#### YOUR ASSIGNMENT:
Your task is to find every line of the listing that includes "JournalRecord" and copy it.

#### DATASET RECORDS:
▽

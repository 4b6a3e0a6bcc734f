//! # Session controller
//!
//! Owns the identity of the one journal being edited: which dog, which
//! trainer, and (once it exists remotely) which journal id. Loads, saves and
//! deletes go through here so that identity never drifts from what the
//! service holds.
//!
//! Only one `open`, `save`, `new_journal` or `remove` may run at a time per
//! controller. A call made while another is in flight fails with
//! `SyncError::Busy` instead of racing it for the identity.

use std::sync::{Arc, Mutex, PoisonError};

use tokio::sync::{Mutex as AsyncMutex, MutexGuard};

use crate::client::JournalApi;
use crate::dto::{ApprovalRequest, ApprovalResult};
use crate::error::{SyncError, SyncResult};
use crate::legacy::LegacyStore;
use crate::models::{DogId, JournalDraft, JournalId, JournalRecord, TrainerId, UserId};
use crate::notify::{self, JournalEvent, Notifier};

#[derive(Debug, Clone, Copy, PartialEq, Eq)]
pub enum SessionPhase {
    /// No dog/date selected.
    Empty,
    /// Lookup in flight.
    Hydrating,
    /// Matches the last known remote state (or a fresh, unsaved entry).
    Clean,
    /// Write in flight.
    Saving,
}

/// Who and what is currently open.
#[derive(Debug, Clone, Default, PartialEq, Eq)]
pub struct SessionIdentity {
    pub journal_id: Option<JournalId>,
    pub dog_id: Option<DogId>,
    pub trainer_id: Option<TrainerId>,
    pub dog_name: Option<String>,
    pub journal_date: Option<String>,
}

pub struct SessionController {
    api: Arc<dyn JournalApi>,
    store: Arc<dyn LegacyStore>,
    notifier: Arc<dyn Notifier>,
    identity: AsyncMutex<SessionIdentity>,
    phase: Mutex<SessionPhase>,
}

impl SessionController {
    pub fn new(
        api: Arc<dyn JournalApi>,
        store: Arc<dyn LegacyStore>,
        notifier: Arc<dyn Notifier>,
    ) -> Self {
        Self {
            api,
            store,
            notifier,
            identity: AsyncMutex::new(SessionIdentity::default()),
            phase: Mutex::new(SessionPhase::Empty),
        }
    }

    pub fn phase(&self) -> SessionPhase {
        *self.phase.lock().unwrap_or_else(PoisonError::into_inner)
    }

    fn set_phase(&self, phase: SessionPhase) {
        *self.phase.lock().unwrap_or_else(PoisonError::into_inner) = phase;
    }

    /// Snapshot of the open identity; waits for an in-flight operation.
    pub async fn identity(&self) -> SessionIdentity {
        self.identity.lock().await.clone()
    }

    fn begin(&self) -> SyncResult<MutexGuard<'_, SessionIdentity>> {
        self.identity.try_lock().map_err(|_| {
            tracing::warn!("Rejected journal operation: another is still in flight");
            SyncError::Busy
        })
    }

    /// Open the journal of `dog_name` on `journal_date`.
    ///
    /// With `force_new` no journal lookup is made and a blank entry comes
    /// back. Otherwise the first journal the service lists for that day is
    /// loaded; a day with none also yields a blank entry. Any failure leaves
    /// the session `Empty`.
    pub async fn open(
        &self,
        dog_name: &str,
        journal_date: &str,
        force_new: bool,
    ) -> SyncResult<JournalDraft> {
        let mut identity = self.begin()?;
        self.set_phase(SessionPhase::Hydrating);

        match self.hydrate(&mut identity, dog_name, journal_date, force_new).await {
            Ok(draft) => {
                self.set_phase(SessionPhase::Clean);
                Ok(draft)
            }
            Err(e) => {
                tracing::warn!(dog_name = %dog_name, date = %journal_date, error = %e, "Failed to open journal");
                *identity = SessionIdentity::default();
                self.set_phase(SessionPhase::Empty);
                Err(e)
            }
        }
    }

    async fn hydrate(
        &self,
        identity: &mut SessionIdentity,
        dog_name: &str,
        journal_date: &str,
        force_new: bool,
    ) -> SyncResult<JournalDraft> {
        let dog = self
            .api
            .find_dog_by_name(dog_name)
            .await?
            .ok_or_else(|| SyncError::NotFound(format!("Dog \"{}\" not found", dog_name)))?;

        *identity = SessionIdentity {
            journal_id: None,
            dog_id: Some(dog.id),
            trainer_id: dog.trainer_id,
            dog_name: Some(dog.name.clone()),
            journal_date: Some(journal_date.to_string()),
        };

        if force_new {
            tracing::debug!(dog_id = %dog.id, date = %journal_date, "Starting new journal");
            return Ok(JournalDraft::empty(&dog.name, journal_date));
        }

        let journals = self.api.journals_for_dog_on(dog.id, journal_date).await?;
        if journals.len() > 1 {
            tracing::warn!(
                dog_id = %dog.id,
                date = %journal_date,
                count = journals.len(),
                "Several journals for one day, using the first listed"
            );
        }

        match journals.into_iter().next() {
            Some(record) => {
                identity.journal_id = record.id;
                tracing::debug!(journal_id = ?record.id, dog_id = %dog.id, "Loaded existing journal");
                Ok(JournalDraft::from_record(&record, &dog.name))
            }
            None => {
                tracing::debug!(dog_id = %dog.id, date = %journal_date, "No journal for day, starting blank");
                Ok(JournalDraft::empty(&dog.name, journal_date))
            }
        }
    }

    /// Write `draft` for the open dog: create when no journal id is held,
    /// update otherwise. The new id is adopted so the next save updates.
    ///
    /// On failure the held identity is untouched and the caller keeps its
    /// draft for another attempt.
    pub async fn save(&self, draft: &JournalDraft) -> SyncResult<JournalRecord> {
        let mut identity = self.begin()?;

        let (dog_id, trainer_id) = match (identity.dog_id, identity.trainer_id) {
            (Some(dog_id), Some(trainer_id)) => (dog_id, trainer_id),
            (dog_id, trainer_id) => {
                tracing::warn!(dog_id = ?dog_id, trainer_id = ?trainer_id, "Refusing to save without dog and trainer");
                return Err(SyncError::Validation(
                    "Missing dog or trainer for this journal".into(),
                ));
            }
        };

        let mut record = draft.to_record(dog_id, trainer_id);
        record.id = identity.journal_id;

        let previous = self.phase();
        self.set_phase(SessionPhase::Saving);

        let result = match identity.journal_id {
            Some(id) => self.api.update_journal(id, &record).await,
            None => self.api.create_journal(&record).await,
        };

        match result {
            Ok(saved) => {
                identity.journal_id = saved.id;
                identity.journal_date = Some(saved.journal_date.clone());
                self.set_phase(SessionPhase::Clean);
                self.announce(saved.id);
                Ok(saved)
            }
            Err(e) => {
                tracing::error!(dog_id = %dog_id, journal_id = ?identity.journal_id, error = %e, "Journal save failed");
                self.set_phase(previous);
                Err(e)
            }
        }
    }

    /// Forget the held journal id; the next save creates a new journal for
    /// the same dog.
    pub fn new_journal(&self) -> SyncResult<()> {
        let mut identity = self.begin()?;
        identity.journal_id = None;
        Ok(())
    }

    /// Delete a journal. `Ok(false)` when the service refused.
    pub async fn remove(&self, id: JournalId) -> SyncResult<bool> {
        let mut identity = self.begin()?;
        let deleted = self.api.delete_journal(id).await?;
        if deleted {
            if identity.journal_id == Some(id) {
                identity.journal_id = None;
            }
            self.announce(Some(id));
        }
        Ok(deleted)
    }

    /// Approve or reject a journal. Approver identity is checked by the
    /// service, not here.
    pub async fn approve(
        &self,
        id: JournalId,
        approver_id: UserId,
        approved: bool,
        rejection_reason: Option<String>,
    ) -> SyncResult<ApprovalResult> {
        let request = ApprovalRequest {
            approver_id,
            approved,
            rejection_reason,
        };
        let result = self.api.approve_journal(id, &request).await?;
        if result.success {
            self.announce(Some(id));
        }
        Ok(result)
    }

    fn announce(&self, journal_id: Option<JournalId>) {
        let event = JournalEvent::updated(journal_id);
        notify::publish(self.store.as_ref(), self.notifier.as_ref(), &event);
    }
}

△

#### REPLY TO THE TASK:
use crate::models::{DogId, JournalDraft, JournalId, JournalRecord, TrainerId, UserId};
    pub async fn save(&self, draft: &JournalDraft) -> SyncResult<JournalRecord> {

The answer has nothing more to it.